Chair Ralph Russell reported that the CPMT was the fourth fastest growing Society among the 31 societies in the IEEE last year. He agreed to report on the recent membership growth by global region. This information should help the Board direct meeting places and lecturers in an optimal way.
Rolf Aschenbrenner and Johan Liu led a discussion on the meeting plans in Europe for 2003 and beyond.
VPs Phil Garrou and Al Puttlitz led a lively discussion on increasing the number of CPMT distinguished Lecturers perhaps by tapping into the 125 active IEEE Fellows in our Society.

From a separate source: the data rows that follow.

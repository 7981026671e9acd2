use sqlx::Row;

use tradebook_core::{Buyer, BuyerId, OwnerId, RecordFilter};

use super::{
    decode_err, like_pattern, parse_decimal, parse_timestamp, BuyerRepository, RepositoryError,
};
use crate::DbPool;

pub struct SqlBuyerRepository {
    pool: DbPool,
}

impl SqlBuyerRepository {
    pub fn new(pool: DbPool) -> Self {
        Self { pool }
    }
}

fn row_to_buyer(row: &sqlx::sqlite::SqliteRow) -> Result<Buyer, RepositoryError> {
    let id: String = row.try_get("id").map_err(decode_err)?;
    let owner_id: String = row.try_get("owner_id").map_err(decode_err)?;
    let first_name: String = row.try_get("first_name").map_err(decode_err)?;
    let last_name: String = row.try_get("last_name").map_err(decode_err)?;
    let email: String = row.try_get("email").map_err(decode_err)?;
    let phone: Option<String> = row.try_get("phone").map_err(decode_err)?;
    let balance: String = row.try_get("balance").map_err(decode_err)?;
    let created_at: String = row.try_get("created_at").map_err(decode_err)?;

    Ok(Buyer {
        id: BuyerId(id),
        owner_id: OwnerId(owner_id),
        first_name,
        last_name,
        email,
        phone,
        balance: parse_decimal("balance", &balance)?,
        created_at: parse_timestamp("created_at", &created_at)?,
    })
}

#[async_trait::async_trait]
impl BuyerRepository for SqlBuyerRepository {
    async fn list(
        &self,
        owner_id: &OwnerId,
        filter: &RecordFilter,
    ) -> Result<Vec<Buyer>, RepositoryError> {
        let pattern = like_pattern(filter.normalized_query());

        let rows: Vec<sqlx::sqlite::SqliteRow> = sqlx::query(
            "SELECT id, owner_id, first_name, last_name, email, phone, balance, created_at
             FROM buyer
             WHERE owner_id = ?
               AND (? IS NULL
                    OR lower(first_name || ' ' || last_name) LIKE ? ESCAPE '\\'
                    OR lower(email) LIKE ? ESCAPE '\\')
             ORDER BY last_name ASC, first_name ASC
             LIMIT ?",
        )
        .bind(owner_id.as_str())
        .bind(&pattern)
        .bind(&pattern)
        .bind(&pattern)
        .bind(filter.effective_limit())
        .fetch_all(&self.pool)
        .await?;

        rows.iter().map(row_to_buyer).collect::<Result<Vec<_>, _>>()
    }

    async fn save(&self, buyer: Buyer) -> Result<(), RepositoryError> {
        sqlx::query(
            "INSERT INTO buyer (id, owner_id, first_name, last_name, email, phone, balance,
                                created_at)
             VALUES (?, ?, ?, ?, ?, ?, ?, ?)
             ON CONFLICT(id) DO UPDATE SET
                 first_name = excluded.first_name,
                 last_name = excluded.last_name,
                 email = excluded.email,
                 phone = excluded.phone,
                 balance = excluded.balance",
        )
        .bind(&buyer.id.0)
        .bind(buyer.owner_id.as_str())
        .bind(&buyer.first_name)
        .bind(&buyer.last_name)
        .bind(&buyer.email)
        .bind(&buyer.phone)
        .bind(buyer.balance.to_string())
        .bind(buyer.created_at.to_rfc3339())
        .execute(&self.pool)
        .await?;

        Ok(())
    }
}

Phil and Naoaki Yamanaka also agreed to find a Chair for TC-6, our High Density Circuit Board Committee. This important position has been vacant too long. Phil is also constantly leading the debate on expanding and consolidating the number of Technical Committees. A proposal is on the table for an Optical System Performance TC; vigorous opinions were given by everyone not back at the snack table.
Bill Brown, Chair of Student Chapters, is following up on the status of Hong Kong Branch Chapter formation. Paul Wesling has agreed to help Bill establish a CPMT website for students.
VP Anthony Chan and Executive Director Marsha Tickman again pulled off the complex logistics needed to handle these important Board meetings. Our thanks to them and everyone that attended.